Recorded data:
*****

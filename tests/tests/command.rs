use tests::{setup::*, *};

use pretty_assertions::assert_eq;

#[tokio::test]
async fn templates_are_expanded_on_creation() {
    let driver = MockDriver::new();
    let db = shop().table_prefix("tbl_").build(driver.clone()).unwrap();

    let command = db.create_command("SELECT [[name]] FROM {{%customer}}");
    assert_eq!(command.sql(), "SELECT `name` FROM `tbl_customer`");
}

#[tokio::test]
async fn raw_sql_inlines_bound_values() {
    let driver = MockDriver::new();
    let db = connect(&driver);

    let command = db
        .create_command("SELECT * FROM {{customer}} WHERE id = :qp1 OR id = :qp10 OR name = :name")
        .bind_values([("qp1", Value::from(1)), (":qp10", Value::from(10))])
        .bind_value("name", "o'hara");

    assert_eq!(
        command.raw_sql(),
        "SELECT * FROM `customer` WHERE id = 1 OR id = 10 OR name = 'o\\'hara'"
    );
    assert!(command.params().contains_key(":qp1"));
}

#[tokio::test]
async fn empty_statement_is_rejected() {
    let driver = MockDriver::new();
    let db = connect(&driver);

    let err = assert_err!(db.create_command("   ").execute().await);
    assert!(err.is_invalid_condition());
    assert!(driver.log().is_empty());
}

#[tokio::test]
async fn driver_failures_carry_the_sql() {
    let driver = MockDriver::new();
    driver.fail("FROM `broken`", "table is gone");
    let db = connect(&driver);

    let err = assert_err!(db.create_command("SELECT * FROM {{broken}}").query_all().await);
    assert!(err.is_sql_execution());
    assert_eq!(err.sql(), Some("SELECT * FROM `broken`"));
}

#[tokio::test]
async fn scalar_and_column_reads() {
    let driver = MockDriver::new();
    driver.on(
        "FROM `customer`",
        [row! { "name" => "alice" }, row! { "name" => "bob" }],
    );
    let db = connect(&driver);

    let command = db.create_command("SELECT [[name]] FROM {{customer}}");
    assert_eq!(command.query_scalar().await.unwrap(), Some(Value::from("alice")));
    assert_eq!(
        command.query_column().await.unwrap(),
        [Value::from("alice"), Value::from("bob")]
    );

    let empty = db.create_command("SELECT [[name]] FROM {{order}}");
    assert_none!(empty.query_scalar().await.unwrap());
}

#[tokio::test]
async fn writes_report_affected_rows() {
    let driver = MockDriver::new();
    driver
        .on_execute("INSERT INTO `order`", 1, Some(Value::from(42)))
        .on_execute("DELETE FROM `order`", 3, None);
    let db = connect(&driver);

    let id = db
        .insert("order", [("customer_id", 1)])
        .await
        .unwrap();
    assert_eq!(id, Some(Value::from(42)));

    let deleted = db
        .delete("order", Some(quarry::stmt::Condition::eq("customer_id", 1)))
        .await
        .unwrap();
    assert_eq!(deleted, 3);

    // An empty batch never reaches the driver
    let inserted = db
        .batch_insert("order", ["customer_id"], Vec::<Vec<Value>>::new())
        .await
        .unwrap();
    assert_eq!(inserted, 0);
    assert_eq!(driver.log().len(), 2);
}
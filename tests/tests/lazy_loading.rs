use tests::{setup::*, *};

use pretty_assertions::assert_eq;
use quarry::{stmt::Condition, Record, Related};

#[tokio::test]
async fn lazy_relation_is_cached_on_the_record() {
    let driver = MockDriver::new();
    driver.on("FROM `customer`", customers().into_iter().take(1)).on("FROM `order`", orders().into_iter().take(2));
    let db = connect(&driver);

    let customer = db
        .find("customer")
        .unwrap()
        .where_(Condition::eq("id", 1))
        .one()
        .await
        .unwrap()
        .unwrap();
    assert!(!customer.is_relation_populated("orders"));

    let orders = db.load_relation(&customer, "orders").await.unwrap();
    assert_eq!(ids!(orders.clone().into_vec()), [10, 11]);

    let log = driver.log();
    assert_eq!(log.len(), 2);
    assert_eq!(
        log.sql()[1],
        "SELECT * FROM `order` WHERE `customer_id`=:qp0"
    );

    // Second access is served from the record
    db.load_relation(&customer, "orders").await.unwrap();
    assert_eq!(log.len(), 2);
}

#[tokio::test]
async fn lazy_inverse_points_back_without_querying() {
    let driver = MockDriver::new();
    driver
        .on("FROM `order`", orders().into_iter().take(1))
        .on("FROM `customer`", customers().into_iter().take(1));
    let db = connect(&driver);

    let order = db.find("order").unwrap().one().await.unwrap().unwrap();

    let Related::One(Some(customer)) = db.load_relation(&order, "customer").await.unwrap() else {
        panic!("expected a customer");
    };
    assert_eq!(driver.log().len(), 2);

    // `customer.orders` was filled in from the inverse side
    let orders = db.load_relation(&customer, "orders").await.unwrap().into_vec();
    assert_eq!(driver.log().len(), 2);
    assert_eq!(orders.len(), 1);
    assert!(Record::same(&orders[0], &order));
}

#[tokio::test]
async fn missing_has_one_is_cached_as_none() {
    let driver = MockDriver::new();
    driver.on("FROM `order`", [row! { "id" => 13, "customer_id" => 9 }]);
    let db = connect(&driver);

    let order = db.find("order").unwrap().one().await.unwrap().unwrap();

    let customer = db.load_relation(&order, "customer").await.unwrap();
    assert!(matches!(customer, Related::One(None)));
    assert!(order.is_relation_populated("customer"));
    assert_none!(order.related_one("customer"));
}

#[tokio::test]
async fn lazy_via_junction_table() {
    let driver = MockDriver::new();
    driver
        .on("FROM `order_item`", order_items().into_iter().take(2))
        .on("FROM `order`", orders().into_iter().take(1))
        .on("FROM `item`", items());
    let db = connect(&driver);

    let order = db.find("order").unwrap().one().await.unwrap().unwrap();
    let items = db.load_relation(&order, "items").await.unwrap();

    assert_eq!(ids!(items.into_vec()), [100, 101]);
    assert_eq!(
        driver.log().sql()[1..],
        [
            "SELECT * FROM `order_item` WHERE `order_id`=:qp0",
            "SELECT * FROM `item` WHERE `id` IN (:qp0, :qp1)",
        ]
    );
}

#[tokio::test]
async fn lazy_via_relation_populates_the_intermediate() {
    let driver = MockDriver::new();
    driver
        .on("FROM `order_item`", order_items().into_iter().take(2))
        .on("FROM `order`", orders().into_iter().take(1))
        .on("FROM `item`", items());
    let db = connect(&driver);

    let order = db.find("order").unwrap().one().await.unwrap().unwrap();
    let products = db.load_relation(&order, "products").await.unwrap();

    assert_eq!(products.len(), 2);
    assert_eq!(order.related_many("order_items").len(), 2);
    assert_eq!(driver.log().len(), 3);
}

#[tokio::test]
async fn unknown_relation_is_a_configuration_error() {
    let driver = MockDriver::new();
    driver.on("FROM `order`", orders());
    let db = connect(&driver);

    let order = db.find("order").unwrap().one().await.unwrap().unwrap();
    let err = assert_err!(db.load_relation(&order, "shipments").await);
    assert!(err.is_invalid_configuration());
}
//! Table metadata, cached per database handle.

pub use quarry_core::schema::{
    AbstractType, ColumnDefault, ColumnSchema, ForeignKey, HostType, Introspect, TableSchema,
};

use quarry_core::{Driver, Error, Result};
use quarry_sql::Dialect;

use indexmap::IndexMap;
use std::{
    collections::HashMap,
    sync::{Arc, PoisonError, RwLock},
};

/// Lazily loaded table metadata.
///
/// Lookups go through the configured [`Introspect`] implementation and the
/// results are cached by raw table name. Concurrent loads of the same table
/// may both hit the database; the last one to finish wins. A failed
/// introspection query yields `None` and is not cached.
#[derive(Debug)]
pub struct Schema {
    driver: Arc<dyn Driver>,
    introspector: Option<Box<dyn Introspect>>,
    dialect: Dialect,
    cache_enabled: bool,
    tables: RwLock<HashMap<String, Arc<TableSchema>>>,
    table_names: RwLock<HashMap<String, Vec<String>>>,
}

impl Schema {
    pub(crate) fn new(
        driver: Arc<dyn Driver>,
        introspector: Option<Box<dyn Introspect>>,
        dialect: Dialect,
        cache_enabled: bool,
    ) -> Schema {
        Schema {
            driver,
            introspector,
            dialect,
            cache_enabled,
            tables: RwLock::default(),
            table_names: RwLock::default(),
        }
    }

    /// Metadata of `name`, or `None` if the table does not exist or could
    /// not be introspected. `name` may be a `{{%template}}`.
    pub async fn table_schema(&self, name: &str, refresh: bool) -> Result<Option<Arc<TableSchema>>> {
        let raw = self.dialect.raw_table_name(name);

        if self.cache_enabled && !refresh {
            let tables = self.tables.read().unwrap_or_else(PoisonError::into_inner);
            if let Some(table) = tables.get(&raw) {
                tracing::debug!(table = %raw, "table schema cache hit");
                return Ok(Some(table.clone()));
            }
        }

        tracing::debug!(table = %raw, "loading table schema");
        let loaded = match self.introspector()?.table_schema(&*self.driver, &raw).await {
            Ok(loaded) => loaded.map(Arc::new),
            Err(err) if err.is_sql_execution() => {
                tracing::warn!(table = %raw, error = %err, "table introspection failed");
                None
            }
            Err(err) => return Err(err),
        };

        if let Some(table) = &loaded {
            self.tables
                .write()
                .unwrap_or_else(PoisonError::into_inner)
                .insert(raw, table.clone());
        }

        Ok(loaded)
    }

    /// Metadata of every table in `schema`, or in the default schema.
    /// Tables that fail to load are skipped.
    pub async fn table_schemas(
        &self,
        schema: Option<&str>,
        refresh: bool,
    ) -> Result<Vec<Arc<TableSchema>>> {
        let mut tables = vec![];

        for name in self.table_names(schema, refresh).await? {
            let name = match schema {
                Some(schema) => format!("{schema}.{name}"),
                None => name,
            };
            if let Some(table) = self.table_schema(&name, refresh).await? {
                tables.push(table);
            }
        }

        Ok(tables)
    }

    pub async fn table_names(&self, schema: Option<&str>, refresh: bool) -> Result<Vec<String>> {
        let key = schema.unwrap_or_default().to_string();

        if self.cache_enabled && !refresh {
            let names = self
                .table_names
                .read()
                .unwrap_or_else(PoisonError::into_inner);
            if let Some(names) = names.get(&key) {
                return Ok(names.clone());
            }
        }

        let names = self
            .introspector()?
            .table_names(&*self.driver, schema)
            .await?;

        self.table_names
            .write()
            .unwrap_or_else(PoisonError::into_inner)
            .insert(key, names.clone());

        Ok(names)
    }

    /// Drop every cached table schema and table name list.
    pub fn refresh(&self) {
        tracing::debug!("refreshing schema cache");
        self.tables
            .write()
            .unwrap_or_else(PoisonError::into_inner)
            .clear();
        self.table_names
            .write()
            .unwrap_or_else(PoisonError::into_inner)
            .clear();
    }

    pub fn refresh_table_schema(&self, name: &str) {
        let raw = self.dialect.raw_table_name(name);
        tracing::debug!(table = %raw, "refreshing table schema");
        self.tables
            .write()
            .unwrap_or_else(PoisonError::into_inner)
            .remove(&raw);
    }

    /// Primary key columns of `table`. Fails if the table does not exist.
    pub async fn primary_key_of(&self, table: &str) -> Result<Vec<String>> {
        Ok(self.require(table).await?.primary_key.clone())
    }

    pub async fn column_schema(&self, table: &str, column: &str) -> Result<Option<ColumnSchema>> {
        Ok(self
            .table_schema(table, false)
            .await?
            .and_then(|table| table.column(column).cloned()))
    }

    pub async fn unique_indexes(&self, table: &str) -> Result<IndexMap<String, Vec<String>>> {
        let table = self.require(table).await?;
        self.introspector()?
            .unique_indexes(&*self.driver, &table)
            .await
    }

    /// The database's own `CREATE TABLE` text for `table`.
    pub async fn create_table_sql(&self, table: &str) -> Result<String> {
        let raw = self.dialect.raw_table_name(table);
        self.introspector()?
            .create_table_sql(&*self.driver, &raw)
            .await
    }

    pub fn quote_value(&self, value: &str) -> String {
        self.dialect.quote_value(value)
    }

    pub fn quote_table_name(&self, name: &str) -> String {
        self.dialect.quote_table_name(name)
    }

    pub fn quote_column_name(&self, name: &str) -> String {
        self.dialect.quote_column_name(name)
    }

    pub fn quote_simple_table_name(&self, name: &str) -> String {
        self.dialect.quote_simple_table_name(name)
    }

    pub fn quote_simple_column_name(&self, name: &str) -> String {
        self.dialect.quote_simple_column_name(name)
    }

    pub fn raw_table_name(&self, name: &str) -> String {
        self.dialect.raw_table_name(name)
    }

    pub(crate) async fn require(&self, table: &str) -> Result<Arc<TableSchema>> {
        self.table_schema(table, false).await?.ok_or_else(|| {
            Error::invalid_configuration(format!("table `{table}` does not exist"))
        })
    }

    fn introspector(&self) -> Result<&dyn Introspect> {
        self.introspector.as_deref().ok_or_else(|| {
            Error::invalid_configuration(
                "no introspector configured; set one with `Builder::introspector`",
            )
        })
    }
}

*****

* **Instructions to follow**
Copy each line in the data that holds the word "IndexMap".

* **Solution to the problem**
use indexmap::IndexMap;
    pub async fn unique_indexes(&self, table: &str) -> Result<IndexMap<String, Vec<String>>> {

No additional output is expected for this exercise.